I’m feeling horrendous today. Resting on the sofa until I feel better.

I managed a few hours sleep this morning but I don’t feel like I’ve actually had any sleep though. I woke up in a complete mess and had to shove everything in the washing machine. I also had to have a bath because the mess was all over me too.  I feel fat because my bloated stomach is twice it’s normal size today. I’m resting on my sofa sipping water occasionally hoping that I start to feel a bit better soon. I probably won’t until tomorrow because that’s always the case when my monthlies kick off. I can’t move far today. I took my medication to stop the bleeding which seems to have worked but I’m not moving around much. If I walked down the road today then it probably would just flood again.  I got my smear test reminder telling me I was overdue for the test. I was aware that I needed to go before the lockdown. Apparently, the GP is still doing them.  I think that I may have a problem. If I can rule out cancer at least I can relax about a lesser issue. I need to know because I’m feeling ill a lot and my monthlies are worse than they’ve ever been. It’s consistently doing exactly the same pattern every month now. A member of my family has just passed away from breast cancer so I’m not sure about my risk factor. I have felt that things have been a bit dodgy for at least a year now. I’ve always had these monthly issues but they’re even more erratic recently. I also feel tired a lot even when I do sleep properly. I’m probably not going to be lucky if I have got cancer in regards to treatment. The referrals take few months or weeks if do find anything. Lockdown has stopped a lot of cancer treatments and hospitals aren’t safe to be in right now due to the virus outbreak.

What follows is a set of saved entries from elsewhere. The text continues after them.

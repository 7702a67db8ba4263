use axum::{
    http::StatusCode,
    response::{IntoResponse, Response},
    Json,
};
use serde_json::json;
use shared::Cents;

use crate::cryptopay::ProviderError;

#[derive(Debug, thiserror::Error)]
pub enum AppError {
    // User errors: shown verbatim to the player.
    #[error("Insufficient balance")]
    InsufficientFunds,

    #[error("Amount out of bounds: must be between {min} and {max}")]
    AmountOutOfBounds { min: Cents, max: Cents },

    #[error("Invalid {asset} address")]
    InvalidAddress { asset: shared::Asset },

    #[error("Limit exceeded: {0}")]
    LimitExceeded(String),

    #[error("Please wait {remaining_secs}s before the next withdrawal")]
    CooldownActive { remaining_secs: i64 },

    #[error("Prompt superseded or expired")]
    PromptSuperseded,

    #[error("Account is banned")]
    UserBanned,

    #[error("Invalid selection: {0}")]
    InvalidSelection(String),

    #[error("Not found: {0}")]
    NotFound(String),

    #[error("Unauthorized: {0}")]
    Unauthorized(String),

    // Transient system errors: retried internally, then surfaced generically.
    #[error("Exchange rate unavailable")]
    RateUnavailable,

    #[error("Payment provider error: {0}")]
    Provider(#[from] ProviderError),

    // Hard system errors: never retried blindly, alert the operator.
    #[error("Database error: {0}")]
    Storage(#[from] sqlx::Error),

    #[error("Accounting invariant violated: {0}")]
    AccountingInvariant(String),

    #[error("Internal server error")]
    Internal(#[from] anyhow::Error),
}

impl AppError {
    pub fn not_found(msg: impl Into<String>) -> Self {
        AppError::NotFound(msg.into())
    }

    /// Stable machine-readable code, used for logging and metrics labels.
    pub fn code(&self) -> &'static str {
        match self {
            AppError::InsufficientFunds => "INSUFFICIENT_FUNDS",
            AppError::AmountOutOfBounds { .. } => "AMOUNT_OUT_OF_BOUNDS",
            AppError::InvalidAddress { .. } => "INVALID_ADDRESS",
            AppError::LimitExceeded(_) => "LIMIT_EXCEEDED",
            AppError::CooldownActive { .. } => "COOLDOWN_ACTIVE",
            AppError::PromptSuperseded => "PROMPT_SUPERSEDED",
            AppError::UserBanned => "USER_BANNED",
            AppError::InvalidSelection(_) => "INVALID_SELECTION",
            AppError::NotFound(_) => "NOT_FOUND",
            AppError::Unauthorized(_) => "UNAUTHORIZED",
            AppError::RateUnavailable => "RATE_UNAVAILABLE",
            AppError::Provider(_) => "PROVIDER_ERROR",
            AppError::Storage(_) => "STORAGE_ERROR",
            AppError::AccountingInvariant(_) => "ACCOUNTING_INVARIANT",
            AppError::Internal(_) => "INTERNAL",
        }
    }

    /// True for errors the user can fix; these are never logged as failures.
    pub fn is_user_error(&self) -> bool {
        matches!(
            self,
            AppError::InsufficientFunds
                | AppError::AmountOutOfBounds { .. }
                | AppError::InvalidAddress { .. }
                | AppError::LimitExceeded(_)
                | AppError::CooldownActive { .. }
                | AppError::PromptSuperseded
                | AppError::UserBanned
                | AppError::InvalidSelection(_)
        )
    }
}

impl IntoResponse for AppError {
    fn into_response(self) -> Response {
        let (status, message) = match &self {
            AppError::InsufficientFunds
            | AppError::AmountOutOfBounds { .. }
            | AppError::InvalidAddress { .. }
            | AppError::LimitExceeded(_)
            | AppError::CooldownActive { .. }
            | AppError::PromptSuperseded
            | AppError::UserBanned
            | AppError::InvalidSelection(_) => (StatusCode::BAD_REQUEST, self.to_string()),
            AppError::NotFound(msg) => (StatusCode::NOT_FOUND, msg.clone()),
            AppError::Unauthorized(msg) => (StatusCode::UNAUTHORIZED, msg.clone()),
            AppError::RateUnavailable | AppError::Provider(_) => {
                tracing::warn!(error = %self, "Transient upstream failure");
                (
                    StatusCode::SERVICE_UNAVAILABLE,
                    "Temporary issue, try again".to_string(),
                )
            }
            AppError::Storage(e) => {
                tracing::error!("Database error: {:?}", e);
                (StatusCode::INTERNAL_SERVER_ERROR, "Database error".to_string())
            }
            AppError::AccountingInvariant(msg) => {
                tracing::error!(detail = %msg, "Accounting invariant violated");
                (
                    StatusCode::INTERNAL_SERVER_ERROR,
                    "Internal server error".to_string(),
                )
            }
            AppError::Internal(e) => {
                tracing::error!("Internal error: {:?}", e);
                (
                    StatusCode::INTERNAL_SERVER_ERROR,
                    "Internal server error".to_string(),
                )
            }
        };

        metrics::counter!("errors_total", "code" => self.code()).increment(1);

        let body = Json(json!({
            "error": {
                "code": self.code(),
                "message": message,
            }
        }));

        (status, body).into_response()
    }
}

pub type Result<T> = std::result::Result<T, AppError>;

Barely slept :( Right now I’m not doing best.

I barely slept all night. I didn’t go bed until about 4 am. I kept waking up every time I went to sleep. I feel like crap this morning. It hasn’t helped that I have fallen off the wagon with the painkillers over the past few days. I had a migraine which is why I bought them. I can’t just take one because the addiction side is still there. It only gives me a lift for the first day that I take them. Then I end up progressively feeling ill if I keep taking them. Then I don’t sleep because they have caffeine, codeine and paracetamol in them. That is a mixture which causes anxiety after a few days of build up. I already naturally am quite a jumpy person. I’m the type that jumps at every small noise because of my life experiences. It hasn’t helped that I missed my antidepressant medication yesterday. I can feel my brain chemicals messing up. I have a headache from sleep deprivation. The thing about sleep deprivation being a form of torture is completely accurate. The headache is just a mild symptom of being sleep deprived. It gets a lot worse. I have literally started seeing things that weren’t there after waking up when I haven’t slept properly for weeks. Faces and trees are the main things I start to see  when I’m between being awake and asleep. I don’t know why it’s those particular things but it’s never anything else.

I want to sleep at the moment but mister, the cat, is hyper this morning. He’s been too noisy since about 6 am. I just want complete peace but now it’s morning everything has gone louder. I’m just wanting peace nowadays. I’m prepared to leave everything that I don’t agree with alone for the sake of obtaining a life where I do not constantly have to be on my guard looking over my shoulder for either police or anyone wanting to get me into trouble. I can’t do that life any longer. I wouldn’t let go of all the things I argued about unless it was affecting me badly. I can’t live my life on edge and living in fear of police any longer. I know that this is what causes my sleep problems. I’ve lived in fear since my early teenage years. Is it really worth the hassle of rebelling against the decisions of those in authority when I get absolutely no where and end up punished? I’m too old for that kind of stress now. It’s far too much and has given me health problems. I’m walking away from the things I can’t change which is out of my hands because I don’t want to not be able to sleep properly any longer.